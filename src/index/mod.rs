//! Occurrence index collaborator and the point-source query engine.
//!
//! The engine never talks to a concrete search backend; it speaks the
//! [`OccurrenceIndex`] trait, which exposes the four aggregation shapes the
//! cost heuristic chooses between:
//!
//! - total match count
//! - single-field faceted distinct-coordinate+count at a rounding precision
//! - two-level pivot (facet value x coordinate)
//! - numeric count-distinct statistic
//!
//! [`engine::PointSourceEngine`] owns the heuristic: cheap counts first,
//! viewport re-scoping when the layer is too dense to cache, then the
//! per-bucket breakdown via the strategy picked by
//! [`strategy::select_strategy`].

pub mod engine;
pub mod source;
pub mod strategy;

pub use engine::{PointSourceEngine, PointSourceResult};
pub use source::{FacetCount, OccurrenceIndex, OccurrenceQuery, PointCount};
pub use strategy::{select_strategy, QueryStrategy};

───

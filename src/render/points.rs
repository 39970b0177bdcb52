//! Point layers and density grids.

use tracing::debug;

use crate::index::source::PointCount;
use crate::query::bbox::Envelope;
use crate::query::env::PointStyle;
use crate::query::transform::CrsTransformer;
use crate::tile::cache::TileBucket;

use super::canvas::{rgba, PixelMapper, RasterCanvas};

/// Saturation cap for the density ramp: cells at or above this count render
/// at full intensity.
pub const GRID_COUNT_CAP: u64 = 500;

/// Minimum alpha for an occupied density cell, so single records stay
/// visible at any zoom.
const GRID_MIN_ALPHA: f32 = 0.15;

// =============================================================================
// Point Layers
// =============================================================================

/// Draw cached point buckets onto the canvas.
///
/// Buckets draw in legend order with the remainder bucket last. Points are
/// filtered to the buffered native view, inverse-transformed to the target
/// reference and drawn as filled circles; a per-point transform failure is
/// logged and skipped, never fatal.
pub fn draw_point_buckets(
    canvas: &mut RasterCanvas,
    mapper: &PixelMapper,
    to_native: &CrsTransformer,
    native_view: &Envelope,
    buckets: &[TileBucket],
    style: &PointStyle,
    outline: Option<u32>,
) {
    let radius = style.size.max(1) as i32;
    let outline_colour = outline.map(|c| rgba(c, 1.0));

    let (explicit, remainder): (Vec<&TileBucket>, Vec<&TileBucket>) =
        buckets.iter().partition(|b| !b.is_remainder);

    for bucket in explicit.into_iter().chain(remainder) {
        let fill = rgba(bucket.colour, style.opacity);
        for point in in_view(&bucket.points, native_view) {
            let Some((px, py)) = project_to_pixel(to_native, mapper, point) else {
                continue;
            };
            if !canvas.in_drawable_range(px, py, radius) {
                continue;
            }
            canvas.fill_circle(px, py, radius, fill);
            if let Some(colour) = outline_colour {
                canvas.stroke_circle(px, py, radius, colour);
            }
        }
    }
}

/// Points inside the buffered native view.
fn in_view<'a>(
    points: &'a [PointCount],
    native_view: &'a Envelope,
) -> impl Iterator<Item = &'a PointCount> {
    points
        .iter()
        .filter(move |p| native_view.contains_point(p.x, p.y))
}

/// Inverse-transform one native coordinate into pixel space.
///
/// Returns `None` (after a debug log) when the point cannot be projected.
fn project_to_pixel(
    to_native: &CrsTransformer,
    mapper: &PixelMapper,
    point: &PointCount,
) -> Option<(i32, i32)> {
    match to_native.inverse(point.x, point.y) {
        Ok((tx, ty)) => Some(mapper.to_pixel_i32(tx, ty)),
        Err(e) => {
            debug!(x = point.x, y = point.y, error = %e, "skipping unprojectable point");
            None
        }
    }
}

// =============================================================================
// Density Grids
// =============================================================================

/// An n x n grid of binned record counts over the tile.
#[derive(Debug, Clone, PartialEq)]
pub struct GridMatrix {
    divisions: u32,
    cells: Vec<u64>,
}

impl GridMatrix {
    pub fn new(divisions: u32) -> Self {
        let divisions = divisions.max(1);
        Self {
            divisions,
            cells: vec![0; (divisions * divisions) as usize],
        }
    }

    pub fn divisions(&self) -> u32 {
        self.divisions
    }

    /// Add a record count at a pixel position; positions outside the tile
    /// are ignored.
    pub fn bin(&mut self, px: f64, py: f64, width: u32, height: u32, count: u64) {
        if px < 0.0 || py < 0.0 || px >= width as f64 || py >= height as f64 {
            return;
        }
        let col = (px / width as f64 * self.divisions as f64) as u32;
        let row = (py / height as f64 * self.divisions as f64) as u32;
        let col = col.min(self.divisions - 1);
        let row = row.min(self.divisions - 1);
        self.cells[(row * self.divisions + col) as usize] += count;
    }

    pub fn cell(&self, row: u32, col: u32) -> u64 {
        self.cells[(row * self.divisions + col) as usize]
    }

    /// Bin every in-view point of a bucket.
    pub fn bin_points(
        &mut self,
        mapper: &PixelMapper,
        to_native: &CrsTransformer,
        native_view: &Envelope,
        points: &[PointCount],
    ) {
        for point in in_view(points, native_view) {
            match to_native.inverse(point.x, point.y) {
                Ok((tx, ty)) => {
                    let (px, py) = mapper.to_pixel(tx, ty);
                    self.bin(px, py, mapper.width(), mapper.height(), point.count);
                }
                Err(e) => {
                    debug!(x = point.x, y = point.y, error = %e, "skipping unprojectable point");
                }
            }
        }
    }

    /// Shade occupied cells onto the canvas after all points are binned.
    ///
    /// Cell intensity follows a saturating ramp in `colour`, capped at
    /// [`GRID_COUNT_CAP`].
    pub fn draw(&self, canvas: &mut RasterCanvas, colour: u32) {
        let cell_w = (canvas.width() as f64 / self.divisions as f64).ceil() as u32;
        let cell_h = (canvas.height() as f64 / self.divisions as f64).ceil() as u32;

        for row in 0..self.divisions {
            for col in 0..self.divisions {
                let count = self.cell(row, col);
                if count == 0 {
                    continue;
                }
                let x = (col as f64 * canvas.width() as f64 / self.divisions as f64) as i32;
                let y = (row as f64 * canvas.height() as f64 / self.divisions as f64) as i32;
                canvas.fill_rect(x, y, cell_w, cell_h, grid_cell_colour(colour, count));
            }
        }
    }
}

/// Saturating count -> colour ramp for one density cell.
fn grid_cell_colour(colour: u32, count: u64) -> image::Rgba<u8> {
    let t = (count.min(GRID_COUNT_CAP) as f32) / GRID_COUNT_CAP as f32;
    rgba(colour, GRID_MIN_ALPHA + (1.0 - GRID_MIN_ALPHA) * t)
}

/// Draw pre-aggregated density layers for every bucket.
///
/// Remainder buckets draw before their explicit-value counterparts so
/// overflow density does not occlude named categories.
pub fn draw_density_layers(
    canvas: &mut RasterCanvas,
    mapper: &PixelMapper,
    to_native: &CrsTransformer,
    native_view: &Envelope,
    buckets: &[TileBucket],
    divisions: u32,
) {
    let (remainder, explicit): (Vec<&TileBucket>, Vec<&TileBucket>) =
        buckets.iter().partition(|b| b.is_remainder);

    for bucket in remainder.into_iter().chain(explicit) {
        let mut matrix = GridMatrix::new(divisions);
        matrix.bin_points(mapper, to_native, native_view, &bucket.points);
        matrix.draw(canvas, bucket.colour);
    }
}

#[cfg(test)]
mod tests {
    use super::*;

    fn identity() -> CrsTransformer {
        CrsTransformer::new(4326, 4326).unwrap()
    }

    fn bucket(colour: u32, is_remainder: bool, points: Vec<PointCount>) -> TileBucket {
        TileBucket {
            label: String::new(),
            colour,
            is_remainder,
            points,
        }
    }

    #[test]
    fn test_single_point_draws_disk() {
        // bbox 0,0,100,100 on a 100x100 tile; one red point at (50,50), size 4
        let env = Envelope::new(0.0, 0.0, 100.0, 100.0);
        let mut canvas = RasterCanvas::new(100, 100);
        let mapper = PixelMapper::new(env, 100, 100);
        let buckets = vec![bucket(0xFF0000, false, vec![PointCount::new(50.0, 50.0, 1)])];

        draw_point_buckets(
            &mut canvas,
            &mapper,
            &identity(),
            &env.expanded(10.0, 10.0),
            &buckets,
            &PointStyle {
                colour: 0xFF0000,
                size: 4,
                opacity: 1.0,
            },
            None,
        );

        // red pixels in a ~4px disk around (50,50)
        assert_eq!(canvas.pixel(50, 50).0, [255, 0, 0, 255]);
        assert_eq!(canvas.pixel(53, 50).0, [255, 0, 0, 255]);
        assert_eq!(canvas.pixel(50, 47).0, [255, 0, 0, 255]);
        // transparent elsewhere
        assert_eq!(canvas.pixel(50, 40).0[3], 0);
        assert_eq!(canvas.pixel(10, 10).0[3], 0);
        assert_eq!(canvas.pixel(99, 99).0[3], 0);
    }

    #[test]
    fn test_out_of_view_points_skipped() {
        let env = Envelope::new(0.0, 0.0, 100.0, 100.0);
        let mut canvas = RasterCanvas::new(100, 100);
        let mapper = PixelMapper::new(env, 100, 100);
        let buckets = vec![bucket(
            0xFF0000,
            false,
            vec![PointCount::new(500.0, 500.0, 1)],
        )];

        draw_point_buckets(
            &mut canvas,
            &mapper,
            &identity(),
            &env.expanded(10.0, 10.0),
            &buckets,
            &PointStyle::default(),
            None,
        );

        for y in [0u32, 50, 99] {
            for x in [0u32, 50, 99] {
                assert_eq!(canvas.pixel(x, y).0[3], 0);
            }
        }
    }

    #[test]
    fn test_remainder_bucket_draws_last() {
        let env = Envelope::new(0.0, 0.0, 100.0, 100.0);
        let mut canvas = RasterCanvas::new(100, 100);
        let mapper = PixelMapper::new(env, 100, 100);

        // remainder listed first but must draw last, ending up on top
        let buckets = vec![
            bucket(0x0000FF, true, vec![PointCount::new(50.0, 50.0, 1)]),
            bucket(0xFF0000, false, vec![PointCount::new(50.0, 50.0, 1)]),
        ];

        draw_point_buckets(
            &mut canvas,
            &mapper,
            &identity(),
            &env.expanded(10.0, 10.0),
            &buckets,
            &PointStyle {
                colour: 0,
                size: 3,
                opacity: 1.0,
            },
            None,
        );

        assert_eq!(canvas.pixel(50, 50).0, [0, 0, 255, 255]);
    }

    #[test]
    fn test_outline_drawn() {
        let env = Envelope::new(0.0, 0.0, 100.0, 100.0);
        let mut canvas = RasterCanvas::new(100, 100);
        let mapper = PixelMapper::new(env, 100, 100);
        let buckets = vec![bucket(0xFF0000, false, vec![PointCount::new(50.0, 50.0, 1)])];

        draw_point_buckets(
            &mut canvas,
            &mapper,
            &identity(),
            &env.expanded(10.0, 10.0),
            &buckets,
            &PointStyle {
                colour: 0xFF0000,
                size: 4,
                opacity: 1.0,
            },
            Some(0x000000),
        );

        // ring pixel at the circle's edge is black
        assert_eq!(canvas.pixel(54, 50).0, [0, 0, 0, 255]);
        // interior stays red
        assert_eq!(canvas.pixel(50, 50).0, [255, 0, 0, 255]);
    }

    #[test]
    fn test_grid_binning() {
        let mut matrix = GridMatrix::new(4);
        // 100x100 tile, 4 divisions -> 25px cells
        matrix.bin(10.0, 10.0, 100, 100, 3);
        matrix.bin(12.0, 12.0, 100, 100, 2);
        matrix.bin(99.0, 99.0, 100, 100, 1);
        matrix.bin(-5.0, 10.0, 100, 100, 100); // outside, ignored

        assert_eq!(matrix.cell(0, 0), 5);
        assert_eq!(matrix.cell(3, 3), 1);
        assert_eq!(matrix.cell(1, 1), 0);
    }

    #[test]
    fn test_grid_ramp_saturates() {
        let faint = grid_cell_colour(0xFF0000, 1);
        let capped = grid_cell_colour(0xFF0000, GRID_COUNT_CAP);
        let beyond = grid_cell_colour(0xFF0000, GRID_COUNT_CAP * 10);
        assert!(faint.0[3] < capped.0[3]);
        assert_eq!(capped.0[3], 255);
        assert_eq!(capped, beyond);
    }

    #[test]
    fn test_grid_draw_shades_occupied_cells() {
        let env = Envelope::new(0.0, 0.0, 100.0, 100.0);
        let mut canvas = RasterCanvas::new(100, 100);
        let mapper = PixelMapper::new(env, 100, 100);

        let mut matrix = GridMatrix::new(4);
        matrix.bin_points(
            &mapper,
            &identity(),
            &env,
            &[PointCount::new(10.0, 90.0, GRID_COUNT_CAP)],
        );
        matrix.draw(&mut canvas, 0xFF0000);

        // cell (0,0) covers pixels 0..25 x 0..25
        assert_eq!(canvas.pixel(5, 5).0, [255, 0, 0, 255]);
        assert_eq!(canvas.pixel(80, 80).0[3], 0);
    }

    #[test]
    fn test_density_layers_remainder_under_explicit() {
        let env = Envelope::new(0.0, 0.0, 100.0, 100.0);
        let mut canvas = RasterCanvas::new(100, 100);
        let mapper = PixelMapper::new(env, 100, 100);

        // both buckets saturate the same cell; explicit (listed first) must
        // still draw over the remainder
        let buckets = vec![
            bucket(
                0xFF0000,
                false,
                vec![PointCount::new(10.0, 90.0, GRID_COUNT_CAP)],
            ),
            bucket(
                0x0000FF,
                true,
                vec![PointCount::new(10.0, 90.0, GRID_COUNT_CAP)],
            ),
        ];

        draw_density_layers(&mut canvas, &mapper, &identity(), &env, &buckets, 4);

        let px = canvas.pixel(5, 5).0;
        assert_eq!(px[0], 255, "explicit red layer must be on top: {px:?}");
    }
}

───

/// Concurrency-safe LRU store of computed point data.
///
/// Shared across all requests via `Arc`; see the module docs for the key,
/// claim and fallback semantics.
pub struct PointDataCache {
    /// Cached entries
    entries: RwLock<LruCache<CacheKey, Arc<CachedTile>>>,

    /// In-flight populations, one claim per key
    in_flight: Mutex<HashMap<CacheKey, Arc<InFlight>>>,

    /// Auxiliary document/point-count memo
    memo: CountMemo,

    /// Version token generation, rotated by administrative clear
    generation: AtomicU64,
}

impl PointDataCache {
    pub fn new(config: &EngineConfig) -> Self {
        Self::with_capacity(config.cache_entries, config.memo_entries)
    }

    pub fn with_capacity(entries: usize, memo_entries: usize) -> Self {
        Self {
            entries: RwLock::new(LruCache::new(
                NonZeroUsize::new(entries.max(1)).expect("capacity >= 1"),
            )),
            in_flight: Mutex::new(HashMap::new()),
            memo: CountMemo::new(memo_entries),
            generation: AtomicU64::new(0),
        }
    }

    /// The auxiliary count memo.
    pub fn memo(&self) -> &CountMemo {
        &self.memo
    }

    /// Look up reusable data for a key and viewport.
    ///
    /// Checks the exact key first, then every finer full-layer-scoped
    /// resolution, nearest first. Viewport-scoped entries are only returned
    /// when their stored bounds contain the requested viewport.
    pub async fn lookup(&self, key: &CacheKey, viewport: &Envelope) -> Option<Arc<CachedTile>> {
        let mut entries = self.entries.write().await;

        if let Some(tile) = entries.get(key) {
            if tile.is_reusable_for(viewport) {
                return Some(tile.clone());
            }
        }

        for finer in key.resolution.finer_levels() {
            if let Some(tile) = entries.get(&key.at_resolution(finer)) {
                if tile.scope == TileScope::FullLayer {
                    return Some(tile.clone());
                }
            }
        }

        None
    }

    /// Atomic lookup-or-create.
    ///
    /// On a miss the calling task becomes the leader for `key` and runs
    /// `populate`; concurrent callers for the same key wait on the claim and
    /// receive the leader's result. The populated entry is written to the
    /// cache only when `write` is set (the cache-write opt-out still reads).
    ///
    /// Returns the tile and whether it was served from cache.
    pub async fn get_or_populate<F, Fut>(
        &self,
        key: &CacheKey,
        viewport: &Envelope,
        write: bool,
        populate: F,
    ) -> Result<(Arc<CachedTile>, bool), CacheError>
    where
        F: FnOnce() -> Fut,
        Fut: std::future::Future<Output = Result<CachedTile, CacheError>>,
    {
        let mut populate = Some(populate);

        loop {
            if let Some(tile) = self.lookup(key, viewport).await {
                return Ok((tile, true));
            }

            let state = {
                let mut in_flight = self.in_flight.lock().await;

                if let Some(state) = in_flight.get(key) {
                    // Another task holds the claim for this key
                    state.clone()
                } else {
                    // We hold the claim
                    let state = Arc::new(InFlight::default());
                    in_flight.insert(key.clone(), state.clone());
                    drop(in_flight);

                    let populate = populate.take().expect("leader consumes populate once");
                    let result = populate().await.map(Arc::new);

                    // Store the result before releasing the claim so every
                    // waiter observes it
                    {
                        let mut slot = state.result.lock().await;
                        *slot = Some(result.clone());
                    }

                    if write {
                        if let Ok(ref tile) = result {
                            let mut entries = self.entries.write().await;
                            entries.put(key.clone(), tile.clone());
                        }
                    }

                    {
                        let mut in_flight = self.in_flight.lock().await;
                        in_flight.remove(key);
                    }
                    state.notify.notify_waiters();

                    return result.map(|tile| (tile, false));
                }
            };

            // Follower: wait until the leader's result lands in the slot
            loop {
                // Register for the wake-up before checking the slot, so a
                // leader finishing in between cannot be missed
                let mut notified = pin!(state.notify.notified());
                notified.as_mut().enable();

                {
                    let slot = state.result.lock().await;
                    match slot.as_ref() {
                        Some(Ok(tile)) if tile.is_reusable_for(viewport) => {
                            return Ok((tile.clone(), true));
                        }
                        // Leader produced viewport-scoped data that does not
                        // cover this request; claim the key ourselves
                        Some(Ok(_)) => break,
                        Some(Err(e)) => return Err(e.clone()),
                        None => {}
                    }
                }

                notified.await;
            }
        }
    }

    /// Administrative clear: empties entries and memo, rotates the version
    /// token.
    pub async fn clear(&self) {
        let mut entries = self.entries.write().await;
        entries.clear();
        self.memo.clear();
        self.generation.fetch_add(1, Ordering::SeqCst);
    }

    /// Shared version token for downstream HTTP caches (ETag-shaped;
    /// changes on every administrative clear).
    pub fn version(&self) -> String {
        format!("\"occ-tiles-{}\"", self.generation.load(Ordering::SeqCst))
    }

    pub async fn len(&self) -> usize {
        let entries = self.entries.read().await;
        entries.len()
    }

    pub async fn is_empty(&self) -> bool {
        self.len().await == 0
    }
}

───

*INSTRUCTIONS TO FOLLOW*.
Tell how many lines above contain the word "radius". Nothing but the number is needed.

*ANSWER SPACE*.
4